I’m starting a new SaaS project and everyone is pushing for AWS Lambda and DynamoDB. However, I’m worried about vendor lock-in and the difficulty of local debugging. Is the speed of development in serverless still worth the risk of being stuck with one provider if they raise prices or deprecate features?
3 answers
For a startup, speed is your only real competitive advantage. Serverless lets you go from zero to production without hiring a platform engineer. The "lock-in" fear is often overstated for startups—if your business succeeds enough that you need to migrate, you'll have the revenue to hire a team to do it. We use the Serverless Framework which abstracts some of the AWS-specific YAML, making it slightly easier to move to GCP Functions if we ever had to. Focus on finding product-market fit first; don't over-engineer for a migration that might never happen.

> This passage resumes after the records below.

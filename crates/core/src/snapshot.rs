//! Run snapshot types — the per-job document consumed by the report layer.
//!
//! The persisted document keeps these sections under a single top-level
//! `index` record: `{startTime, endTime, stackOverflow,
//! internalStackOverflow, github}`. Counts are stored redundantly next to
//! their sequences and must always equal the sequence length; the
//! [`IssueBlock::new`] constructor is the only way counts are produced.

use chrono::{DateTime, Utc};
use serde::{Deserialize, Serialize};

use crate::issue::{NormalizedIssue, SourceKind, WorkItemMatch};

/// An ordered issue sequence with its materialized count.
#[derive(Debug, Clone, Default, PartialEq, Serialize, Deserialize)]
#[serde(rename_all = "camelCase")]
pub struct IssueBlock {
    pub issues: Vec<NormalizedIssue>,
    pub count: u32,
}

impl IssueBlock {
    pub fn new(issues: Vec<NormalizedIssue>) -> Self {
        let count = issues.len() as u32;
        Self { issues, count }
    }

    pub fn empty() -> Self {
        Self::default()
    }
}

/// Per-source error marker, so the report layer can show a failed source
/// without hiding successful ones.
#[derive(Debug, Clone, PartialEq, Serialize, Deserialize)]
#[serde(rename_all = "camelCase")]
pub struct SectionError {
    pub status: String,
    pub message: String,
}

impl SectionError {
    pub fn new(message: impl Into<String>) -> Self {
        Self {
            status: "error".to_string(),
            message: message.into(),
        }
    }
}

/// One source's slice of the run snapshot, written in `found → devOps →
/// newIssues` order as the reconciler progresses.
#[derive(Debug, Clone, Default, PartialEq, Serialize, Deserialize)]
#[serde(rename_all = "camelCase")]
pub struct SourceSection {
    pub found: IssueBlock,
    pub dev_ops: Vec<WorkItemMatch>,
    pub new_issues: IssueBlock,
    #[serde(skip_serializing_if = "Option::is_none")]
    pub error: Option<SectionError>,
}

/// The full per-run snapshot. Reset to the canonical empty template at job
/// start and updated incrementally as sections complete.
#[derive(Debug, Clone, Default, PartialEq, Serialize, Deserialize)]
#[serde(rename_all = "camelCase")]
pub struct RunSnapshot {
    /// Locale-rendered start/end, for display only.
    pub start_time: Option<String>,
    pub end_time: Option<String>,
    /// UTC companions to the display strings.
    pub start_instant: Option<DateTime<Utc>>,
    pub end_instant: Option<DateTime<Utc>>,
    pub stack_overflow: SourceSection,
    pub internal_stack_overflow: SourceSection,
    pub github: SourceSection,
}

impl RunSnapshot {
    /// The canonical empty template: all counts zero, all sequences empty,
    /// `startTime` set, `endTime` null.
    pub fn started(start_time: String, start_instant: DateTime<Utc>) -> Self {
        Self {
            start_time: Some(start_time),
            start_instant: Some(start_instant),
            ..Self::default()
        }
    }

    pub fn section(&self, kind: SourceKind) -> &SourceSection {
        match kind {
            SourceKind::StackOverflow => &self.stack_overflow,
            SourceKind::InternalStackOverflow => &self.internal_stack_overflow,
            SourceKind::Github => &self.github,
        }
    }

    pub fn section_mut(&mut self, kind: SourceKind) -> &mut SourceSection {
        match kind {
            SourceKind::StackOverflow => &mut self.stack_overflow,
            SourceKind::InternalStackOverflow => &mut self.internal_stack_overflow,
            SourceKind::Github => &mut self.github,
        }
    }
}

#[cfg(test)]
mod tests {
    use super::*;

    fn issue(id: &str) -> NormalizedIssue {
        NormalizedIssue {
            issue_id: id.into(),
            source: SourceKind::StackOverflow,
            title: "T".into(),
            tags: String::new(),
            sdk: String::new(),
            repository: String::new(),
            url: format!("https://stackoverflow.com/questions/{id}"),
        }
    }

    #[test]
    fn test_issue_block_count_matches_len() {
        let block = IssueBlock::new(vec![issue("1"), issue("2")]);
        assert_eq!(block.count, 2);
        assert_eq!(block.count as usize, block.issues.len());
        assert_eq!(IssueBlock::empty().count, 0);
    }

    #[test]
    fn test_started_template_shape() {
        let now = Utc::now();
        let snap = RunSnapshot::started("8/2/2026, 10:00:00 AM".into(), now);
        assert_eq!(snap.start_instant, Some(now));
        assert!(snap.end_time.is_none());
        assert_eq!(snap.stack_overflow.found.count, 0);
        assert!(snap.github.dev_ops.is_empty());
    }

    #[test]
    fn test_snapshot_serializes_with_section_keys() {
        let snap = RunSnapshot::default();
        let json = serde_json::to_value(&snap).unwrap();
        assert!(json.get("stackOverflow").is_some());
        assert!(json.get("internalStackOverflow").is_some());
        assert!(json.get("github").is_some());
        assert!(json["stackOverflow"].get("newIssues").is_some());
        assert!(json["stackOverflow"].get("devOps").is_some());
    }

    #[test]
    fn test_section_error_marker() {
        let section = SourceSection {
            error: Some(SectionError::new("GitHub: 502 Bad Gateway")),
            ..SourceSection::default()
        };
        let json = serde_json::to_value(&section).unwrap();
        assert_eq!(json["error"]["status"], "error");
        let clean = serde_json::to_value(SourceSection::default()).unwrap();
        assert!(clean.get("error").is_none());
    }
}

Have you looked into "Hexagonal Architecture" to keep your business logic separate from the Lambda triggers? It makes local testing and potential migrations much easier.
I think "Serverless containers" like Google Cloud Run are the best middle ground. You get the scaling of serverless but the portability of a standard Docker image.

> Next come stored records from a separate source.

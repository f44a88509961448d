//! Azure DevOps work-item tracker client.
//!
//! Three operations back the reconciler's mirror-lookup and create phases:
//! a WIQL search by the custom issue-id field, a follow-up GET on the
//! tracker-supplied work-item URL (used verbatim), and a JSON-Patch create
//! against the `$Issue` type. Credential validation probes
//! `/_apis/projects?$top=1`.

use std::time::Duration;

use base64::engine::general_purpose::STANDARD as BASE64;
use base64::Engine;
use serde::Deserialize;
use serde_json::{json, Value};
use spiegel_core::{NormalizedIssue, Service, UpstreamError};
use tokio_util::sync::CancellationToken;
use tracing::debug;

use crate::classify::classify_status;
use crate::http::{parse_json, send_with_cancel};

const VALIDATE_TIMEOUT: Duration = Duration::from_secs(10);

/// A work-item reference from a WIQL query (`id` + per-item URL).
#[derive(Debug, Clone, Deserialize)]
pub struct WorkItemRef {
    pub id: i64,
    pub url: String,
}

#[derive(Debug, Deserialize)]
struct WiqlResponse {
    #[serde(rename = "workItems", default)]
    work_items: Vec<WorkItemRef>,
}

/// Full work item as returned by the per-item URL.
#[derive(Debug, Clone, Deserialize)]
pub struct WorkItemDetail {
    pub id: i64,
    #[serde(default)]
    pub fields: serde_json::Map<String, Value>,
    #[serde(default)]
    pub url: Option<String>,
}

impl WorkItemDetail {
    /// String field accessor; absent or non-string fields read as empty.
    pub fn field_str(&self, key: &str) -> &str {
        self.fields.get(key).and_then(Value::as_str).unwrap_or("")
    }
}

pub struct AzureDevOpsClient {
    client: reqwest::Client,
    base_url: String,
    org: String,
    project: String,
    api_version: String,
    username: String,
    pat: String,
}

impl AzureDevOpsClient {
    pub fn new(
        base_url: impl Into<String>,
        org: impl Into<String>,
        project: impl Into<String>,
        api_version: impl Into<String>,
        username: impl Into<String>,
        pat: impl Into<String>,
    ) -> Self {
        Self {
            client: reqwest::Client::new(),
            base_url: base_url.into(),
            org: org.into(),
            project: project.into(),
            api_version: api_version.into(),
            username: username.into(),
            pat: pat.into(),
        }
    }

    /// `Basic base64(username:token)`; the username may be empty.
    fn auth_header(&self) -> String {
        format!(
            "Basic {}",
            BASE64.encode(format!("{}:{}", self.username, self.pat))
        )
    }

    fn project_api(&self, path: &str) -> String {
        format!(
            "{}/{}/{}/_apis/{}",
            self.base_url, self.org, self.project, path
        )
    }

    /// WIQL search for work items whose `Custom.IssueID` equals `issue_id`.
    pub async fn search_work_item_by_issue_id(
        &self,
        issue_id: &str,
        cancel: &CancellationToken,
    ) -> Result<Vec<WorkItemRef>, UpstreamError> {
        let wiql = format!(
            "SELECT [System.Id],[System.Title],[System.State],[System.AssignedTo] \
             FROM workitems WHERE [System.WorkItemType] = 'Issue' \
             AND [Custom.IssueID] = '{issue_id}'"
        );
        debug!(issue_id, "work-item lookup");

        let request = self
            .client
            .post(self.project_api("wit/wiql"))
            .header(reqwest::header::AUTHORIZATION, self.auth_header())
            .query(&[("api-version", self.api_version.as_str())])
            .json(&json!({ "query": wiql }));

        let response = send_with_cancel(Service::AzureDevOps, cancel, request).await?;
        let status = response.status();
        if !status.is_success() {
            let body = response.text().await.unwrap_or_default();
            return Err(classify_status(Service::AzureDevOps, status, &body));
        }

        let parsed: WiqlResponse = parse_json(Service::AzureDevOps, response).await?;
        Ok(parsed.work_items)
    }

    /// Fetch a work item via the tracker-supplied URL, used verbatim.
    pub async fn get_work_item_by_url(
        &self,
        url: &str,
        cancel: &CancellationToken,
    ) -> Result<WorkItemDetail, UpstreamError> {
        let request = self
            .client
            .get(url)
            .header(reqwest::header::AUTHORIZATION, self.auth_header());

        let response = send_with_cancel(Service::AzureDevOps, cancel, request).await?;
        let status = response.status();
        if !status.is_success() {
            let body = response.text().await.unwrap_or_default();
            return Err(classify_status(Service::AzureDevOps, status, &body));
        }
        parse_json(Service::AzureDevOps, response).await
    }

    /// Create a work item of type `Issue` from a normalized issue.
    pub async fn add_work_item(
        &self,
        issue: &NormalizedIssue,
        cancel: &CancellationToken,
    ) -> Result<Value, UpstreamError> {
        let request = self
            .client
            .post(self.project_api("wit/workitems/$Issue"))
            .header(reqwest::header::AUTHORIZATION, self.auth_header())
            .header(reqwest::header::CONTENT_TYPE, "application/json-patch+json")
            .query(&[("api-version", self.api_version.as_str())])
            .json(&patch_document(issue));

        let response = send_with_cancel(Service::AzureDevOps, cancel, request).await?;
        let status = response.status();
        if !status.is_success() {
            let body = response.text().await.unwrap_or_default();
            return Err(classify_status(Service::AzureDevOps, status, &body));
        }
        parse_json(Service::AzureDevOps, response).await
    }

    /// Minimal authenticated probe (`GET /_apis/projects?$top=1`).
    pub async fn validate(&self, cancel: &CancellationToken) -> Result<(), UpstreamError> {
        let request = self
            .client
            .get(format!("{}/{}/_apis/projects", self.base_url, self.org))
            .header(reqwest::header::AUTHORIZATION, self.auth_header())
            .query(&[("$top", "1"), ("api-version", self.api_version.as_str())])
            .timeout(VALIDATE_TIMEOUT);

        let response = send_with_cancel(Service::AzureDevOps, cancel, request).await?;
        let status = response.status();
        if !status.is_success() {
            let body = response.text().await.unwrap_or_default();
            return Err(classify_status(Service::AzureDevOps, status, &body));
        }
        Ok(())
    }
}

/// JSON-Patch document mapping the normalized issue onto tracker fields.
fn patch_document(issue: &NormalizedIssue) -> Vec<Value> {
    let fields = [
        ("System.Title", issue.title.as_str()),
        ("System.Tags", issue.tags.as_str()),
        ("Custom.IssueID", issue.issue_id.as_str()),
        ("Custom.IssueType", issue.source.label()),
        ("Custom.SDK", issue.sdk.as_str()),
        ("Custom.Repository", issue.repository.as_str()),
        ("Custom.IssueURL", issue.url.as_str()),
    ];
    fields
        .iter()
        .map(|(key, value)| {
            json!({
                "op": "add",
                "path": format!("/fields/{key}"),
                "from": null,
                "value": value,
            })
        })
        .collect()
}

I totally agree with Dorothy. Cloud Run gives you that safety net. If you want to leave Google Cloud, you just take your Dockerfile and run it on any Kubernetes cluster.
Richard is spot on. We keep our core logic in plain TypeScript classes and only use Lambda as the "entry point." This allows us to run the same code in a simple Express server for local development. It completely removes the "black box" feeling of serverless debugging. We also use LocalStack to emulate AWS services locally, which has made our dev loop almost as fast as a traditional monolithic setup.